Not wishing to infer anything, or indeed tempt fate (I'm going to regret this) but mine has not ever made that noise. So far mine only makes the pump noise as it fills and then the 'cat snoring' ('tea kettle'?) noise as the boilers get their slices of power.

This might be stupid (I'm not super techy) but would a purge of the hot water arm maybe release a possible pocket of air? Also do you observe a few drips into the tray from the expansion valve outlet during the first few minutes of warm-up? You should do. If you get no drips but this noise instead, could it be a blocked expansion valve? Or maybe it's as simple as "some machines do that Sir".


----------



## coffan

Oh, that's a good news for you, maybe bad news to me. Maybe my machine is faulty? BTW mine is the V2 version. Hm... Are there anybody here with or without that noise in the video? Till now there are three of us having this noise after turning the R58 on and there is one lucky owner who has not any noise (of that kind).


----------



## coffan

I will check the drips!


----------



## coffan

Hotmetal, I checked that drip - no drip when the noise is coming. But if I give it a little flush, no more noise and the drips begin coming. So it is related with the expansion valve indeed. Hm...

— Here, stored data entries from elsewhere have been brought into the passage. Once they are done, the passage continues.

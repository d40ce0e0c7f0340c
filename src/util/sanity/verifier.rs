use crate::plan::semispace::SemiSpace;
use crate::util::conversions;
use crate::util::opaque_pointer::VMCollectorThread;
use crate::util::ObjectReference;
use crate::vm::slot::Slot;
use crate::vm::*;

/// Checks that every reference the collector can see points to a valid object: outside the heap,
/// or into to-space below the allocation mark. Any other reference is fatal.
pub struct ReferenceVerifier<'a, VM: VMBinding> {
    plan: &'a SemiSpace<VM>,
    tls: VMCollectorThread,
}

impl<'a, VM: VMBinding> ReferenceVerifier<'a, VM> {
    pub fn new(plan: &'a SemiSpace<VM>, tls: VMCollectorThread) -> Self {
        ReferenceVerifier { plan, tls }
    }

    fn check_slot(&self, slot: VM::VMSlot, context: &str) {
        let Some(object) = slot.load() else {
            return;
        };
        let addr = object.to_object_start::<VM>();
        let to_space = self.plan.tospace();
        let from_space = self.plan.fromspace();
        let valid = if to_space.contains(addr) {
            addr < to_space.mark()
        } else {
            !from_space.contains(addr)
        };
        if !valid {
            crate::util::fatal::fatal_error::<VM>(&format!(
                "Invalid reference {} in slot {:?} ({}): to-space {}, from-space {}",
                object,
                slot.address(),
                context,
                to_space,
                from_space
            ));
        }
    }

    /// Check every root slot.
    pub fn verify_roots(&self, when: &str) {
        let mut visitor = |slot: VM::VMSlot| self.check_slot(slot, when);
        for mutator in VM::VMActivePlan::mutators() {
            VM::VMScanning::scan_roots_in_mutator_thread(self.tls, mutator, &mut visitor);
        }
        VM::VMScanning::scan_vm_specific_roots(self.tls, &mut visitor);
        VM::VMScanning::scan_boot_heap(self.tls, &mut visitor);
        VM::VMScanning::scan_code(self.tls, &mut visitor);
    }

    /// Walk to-space object by object and check every field.
    pub fn verify_to_space(&self) {
        let to_space = self.plan.tospace();
        let mark = to_space.mark();
        let mut cursor = to_space.start();
        while cursor < mark {
            let object = ObjectReference::from_object_start::<VM>(cursor);
            let size = conversions::cell_size(VM::VMObjectModel::get_current_size(object));
            if cursor + size > mark {
                VM::VMObjectModel::dump_object(object);
                crate::util::fatal::fatal_error::<VM>(&format!(
                    "Object {} of {} bytes extends past the mark {}",
                    object, size, mark
                ));
            }
            let mut visitor = |slot: VM::VMSlot| self.check_slot(slot, "to-space field");
            VM::VMScanning::scan_object(self.tls, object, &mut visitor);
            cursor += size;
        }
    }
}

Other owner's observations about this turn on noise/valve no drip issue?


----------



## hotmetal

Yeah it just occurred to me reading the thread earlier, that the most likely cause of those creaking noises would be an initial expansion as everything heats up. Mine doesn't make the noise but does drip from the silver 'disc' under the group which I know is the valve to allow the expanding water out. I thought there could be a correlation. Maybe your valve isn't allowing the expanding water to escape as it heats? The flush you are performing allows the water to escape via the group, thereby stopping the noise. The question is why it doesn't drip on its own, but appears to start doing so after you've opened the group. (Unless the drips you're seeing are from the bottom of the group exhaust rather than the expansion valve directly below?)

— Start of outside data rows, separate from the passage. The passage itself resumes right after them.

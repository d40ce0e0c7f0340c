use crate::vm::VMBinding;
use crossbeam::channel::{self, Receiver, Sender};
use std::marker::PhantomData;
use std::sync::OnceLock;

/// Work the collector thread performs with the mutators stopped.
#[derive(Debug, Clone, Copy, PartialEq, Eq)]
pub enum CollectorRequest {
    /// Run one collection.
    Collect,
    /// Run one collection, then give back this many bytes from the tail of each space if they
    /// are free.
    Shrink(usize),
}

pub(crate) type RequestMessage = (CollectorRequest, Sender<bool>);

/// This data structure lets mutators hand work to the collector thread and wait for the result.
/// Callers are serialized by the heap lock, so at most one request is in flight.
pub struct GCRequester<VM: VMBinding> {
    sender: OnceLock<Sender<RequestMessage>>,
    phantom: PhantomData<VM>,
}

impl<VM: VMBinding> GCRequester<VM> {
    pub fn new() -> Self {
        GCRequester {
            sender: OnceLock::new(),
            phantom: PhantomData,
        }
    }

    /// Create the channel. The returned receiver belongs to the collector thread.
    pub(crate) fn connect(&self) -> Receiver<RequestMessage> {
        let (sender, receiver) = channel::unbounded();
        if self.sender.set(sender).is_err() {
            panic!("The collector thread is already connected");
        }
        receiver
    }

    pub fn is_connected(&self) -> bool {
        self.sender.get().is_some()
    }

    /// Send a request and block until the collector thread has completed it.
    pub fn request(&self, request: CollectorRequest) -> bool {
        let Some(sender) = self.sender.get() else {
            panic!("GC is not allowed here: collection is not initialized (did you call initialize_collection()?).");
        };
        let (reply_sender, reply_receiver) = channel::bounded(1);
        if sender.send((request, reply_sender)).is_err() {
            crate::util::fatal::fatal_error::<VM>("The collector thread has terminated");
        }
        match reply_receiver.recv() {
            Ok(result) => result,
            Err(_) => crate::util::fatal::fatal_error::<VM>(&format!(
                "The collector thread did not complete {:?}",
                request
            )),
        }
    }
}

impl<VM: VMBinding> Default for GCRequester<VM> {
    fn default() -> Self {
        Self::new()
    }
}
use super::global::SemiSpace;
use crate::util::constants::ZAP_PATTERN;
use crate::util::conversions;
use crate::util::memory;
use crate::util::object_forwarding;
use crate::util::opaque_pointer::VMCollectorThread;
use crate::util::reference_processor::ReferenceProcessor;
use crate::util::sanity::verifier::ReferenceVerifier;
use crate::util::statistics::Phase;
use crate::util::{Address, ObjectReference};
use crate::vm::slot::Slot;
use crate::vm::*;

use probe::probe;
use std::sync::atomic::Ordering;
use std::time::Instant;

impl<VM: VMBinding> SemiSpace<VM> {
    /// One stop-the-world collection. Runs on the collector thread with every mutator stopped.
    pub(crate) fn collect(&self, tls: VMCollectorThread) {
        let options = self.options.clone();
        let epoch = self.state.epoch();
        let cycle_start = Instant::now();
        probe!(ssgc, gc_start, epoch);
        if options.trace_gc {
            info!(
                "Collection {} start: {} used, {} free",
                epoch,
                conversions::bytes_to_formatted_string(self.used_bytes()),
                conversions::bytes_to_formatted_string(self.free_bytes())
            );
        }

        self.stats.with_timer(|timer| {
            timer.begin_cycle();

            timer.time(Phase::Clear, || {
                for mutator in VM::VMActivePlan::mutators() {
                    mutator.reset_tlab();
                }
                if options.verify_references {
                    ReferenceVerifier::new(self, tls).verify_roots("before collection");
                }
                self.swap_spaces();
            });
            self.trace_phase("swapped spaces");

            let mut evacuator = Evacuator::new(self, tls);
            timer.time(Phase::RootScan, || {
                for mutator in VM::VMActivePlan::mutators() {
                    VM::VMScanning::scan_roots_in_mutator_thread(tls, mutator, &mut evacuator);
                }
                VM::VMScanning::scan_vm_specific_roots(tls, &mut evacuator);
            });
            self.trace_phase("scanned roots");

            timer.time(Phase::BootHeapScan, || {
                VM::VMScanning::scan_boot_heap(tls, &mut evacuator);
            });
            self.trace_phase("scanned boot heap");

            timer.time(Phase::CodeScan, || {
                VM::VMScanning::scan_code(tls, &mut evacuator);
            });
            self.trace_phase("scanned code");

            timer.time(Phase::Copy, || evacuator.scan_to_space());
            self.trace_phase("copied live objects");

            timer.time(Phase::WeakRefs, || evacuator.process_references());
            self.trace_phase("processed references");

            if options.verify_references {
                let verifier = ReferenceVerifier::new(self, tls);
                verifier.verify_roots("after collection");
                verifier.verify_to_space();
            }
            if options.zap_from_space {
                let from_space = self.fromspace();
                memory::set_pattern(from_space.start(), ZAP_PATTERN, from_space.size());
            }

            timer.record(Phase::Total, cycle_start.elapsed());
            timer.end_cycle();
            if options.trace_gc_time {
                info!("Collection {} timings: {}", epoch, timer.last_cycle_summary());
            }
        });

        self.state.bump_epoch();
        self.stats.gc_finished();
        probe!(ssgc, gc_end, epoch, self.used_bytes());
        if options.trace_gc {
            info!(
                "Collection {} end: {} live, {} free",
                epoch,
                conversions::bytes_to_formatted_string(self.used_bytes()),
                conversions::bytes_to_formatted_string(self.free_bytes())
            );
        }
    }

    /// The vacant from-space becomes to-space. Its mark goes back to its start.
    fn swap_spaces(&self) {
        let hi = !self.hi.load(Ordering::SeqCst);
        self.hi.store(hi, Ordering::SeqCst);
        self.tospace().reset_mark();
    }

    fn trace_phase(&self, what: &str) {
        if self.options.trace_gc_phases {
            debug!("{}: {}", what, self.tospace());
        }
    }
}

/// Copies objects out of from-space. Every slot it visits that refers to from-space is
/// rewritten to the copy, which is made on the first visit and looked up through the forwarding
/// pointer afterwards.
///
/// Copied objects are scanned in allocation order by [`Evacuator::scan_to_space`], so the copy
/// needs no recursion and no work list beyond to-space itself.
pub struct Evacuator<'a, VM: VMBinding> {
    plan: &'a SemiSpace<VM>,
    tls: VMCollectorThread,
    references: ReferenceProcessor,
}

impl<'a, VM: VMBinding> Evacuator<'a, VM> {
    pub fn new(plan: &'a SemiSpace<VM>, tls: VMCollectorThread) -> Self {
        Evacuator {
            plan,
            tls,
            references: ReferenceProcessor::new(),
        }
    }

    /// Return the to-space address of `object`, copying it if this is its first visit. Objects
    /// outside from-space are returned unchanged.
    pub fn relocate(&mut self, object: ObjectReference) -> ObjectReference {
        if !self.plan.fromspace().contains_object::<VM>(object) {
            return object;
        }
        if let Some(new_object) = object_forwarding::read_forwarding_pointer::<VM>(object) {
            return new_object;
        }

        let size = conversions::cell_size(VM::VMObjectModel::get_current_size(object));
        let cell = self.gc_allocate(size);
        unsafe {
            std::ptr::copy_nonoverlapping(
                object.to_object_start::<VM>().to_ptr::<u8>(),
                cell.to_mut_ptr::<u8>(),
                size,
            );
        }
        let new_object = ObjectReference::from_object_start::<VM>(cell);
        object_forwarding::write_forwarding_pointer::<VM>(object, new_object);
        trace!("Copied {} -> {} ({} bytes)", object, new_object, size);
        new_object
    }

    /// Bump-allocate a cell for a copy. Only the collector allocates during a collection, so
    /// the mark is advanced without synchronization.
    fn gc_allocate(&self, size: usize) -> Address {
        let to_space = self.plan.tospace();
        let cell = to_space.mark();
        let end = cell + size;
        if end > self.plan.top() {
            crate::util::fatal::fatal_error::<VM>(&format!(
                "GC allocation overflow: {} bytes at {} in {}",
                size, cell, to_space
            ));
        }
        to_space.set_mark(end);
        cell
    }

    /// Scan copied objects from the start of to-space until the scan catches up with the mark.
    /// Scanning may copy more objects, which moves the mark further.
    pub fn scan_to_space(&mut self) {
        let to_space = self.plan.tospace();
        let mut cursor = to_space.start();
        while cursor < to_space.mark() {
            let object = ObjectReference::from_object_start::<VM>(cursor);
            let size = conversions::cell_size(VM::VMObjectModel::get_current_size(object));
            if VM::VMReferenceGlue::is_reference(object) {
                self.references.discover(object);
            }
            VM::VMScanning::scan_object(self.tls, object, self);
            cursor += size;
        }
        debug_assert_eq!(cursor, to_space.mark());
    }

    /// Update or clear the referents of the reference objects found during the scan.
    pub fn process_references(&mut self) {
        let plan = self.plan;
        self.references
            .process::<VM>(self.tls, |referent| {
                if !plan.fromspace().contains_object::<VM>(referent) {
                    Some(referent)
                } else {
                    object_forwarding::read_forwarding_pointer::<VM>(referent)
                }
            });
    }
}

impl<'a, VM: VMBinding> SlotVisitor<VM::VMSlot> for Evacuator<'a, VM> {
    fn visit_slot(&mut self, slot: VM::VMSlot) {
        if let Some(object) = slot.load() {
            let new_object = self.relocate(object);
            if new_object != object {
                slot.store(new_object);
            }
        }
    }
}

It would be interesting to know the drip/noise status of the other machines on here.


----------



## coffan

Otherwise the expansion valve functions well. Even during brewing a shot after some seconds (about ten) it begins to drip (what I don't like BTW, because it is showing the pressure is about 12 bar during the second half of the brewing, and this is too much). And after a shot it drips too. But on startap it does not. Now I've just made a probe: I turned the machine on: noises came, not any drip - one minute later drips were coming and there was no more noise. (Now I haven't made any flush).


----------



## coffan

* Hotmetal *can I ask (if you still read this topc) if you use your R58 plumbed or from its tank? (Maybe only the machines used by their reservoir make this noise, like mine).


----------



## Wilko

Hi coffan

I'm new, but I've just bought my machine on Wednesday of this week. I was reading your post prior to my visit to Bella Barista and made note to listen for the noises as I tested it whilst there. I can confirm that new out of the box it did make some noises but they were nothing like as loud as yours.

When I got it home and connected up I didn't bother reading the manual... And should have! I found it quite noisy similar to yours. I realised after reading that I'd not opened the steam valve on first fill and air was trapped make a lot of additional noise.

I switched off and emptied both boilers as far as it will let you and started again. Noises we're back to the normal expected noises. Might be worth a try before sending it off to get repaired or opening it up?


----------



## hotmetal

coffan said:


> * Hotmetal *can I ask (if you still read this topc) if you use your R58 plumbed or from its tank? (Maybe only the machines used by their reservoir make this noise, like mine).


Sorry mate only just read this. I use the reservoir. Plumbing in is too much hassle in my kitchen.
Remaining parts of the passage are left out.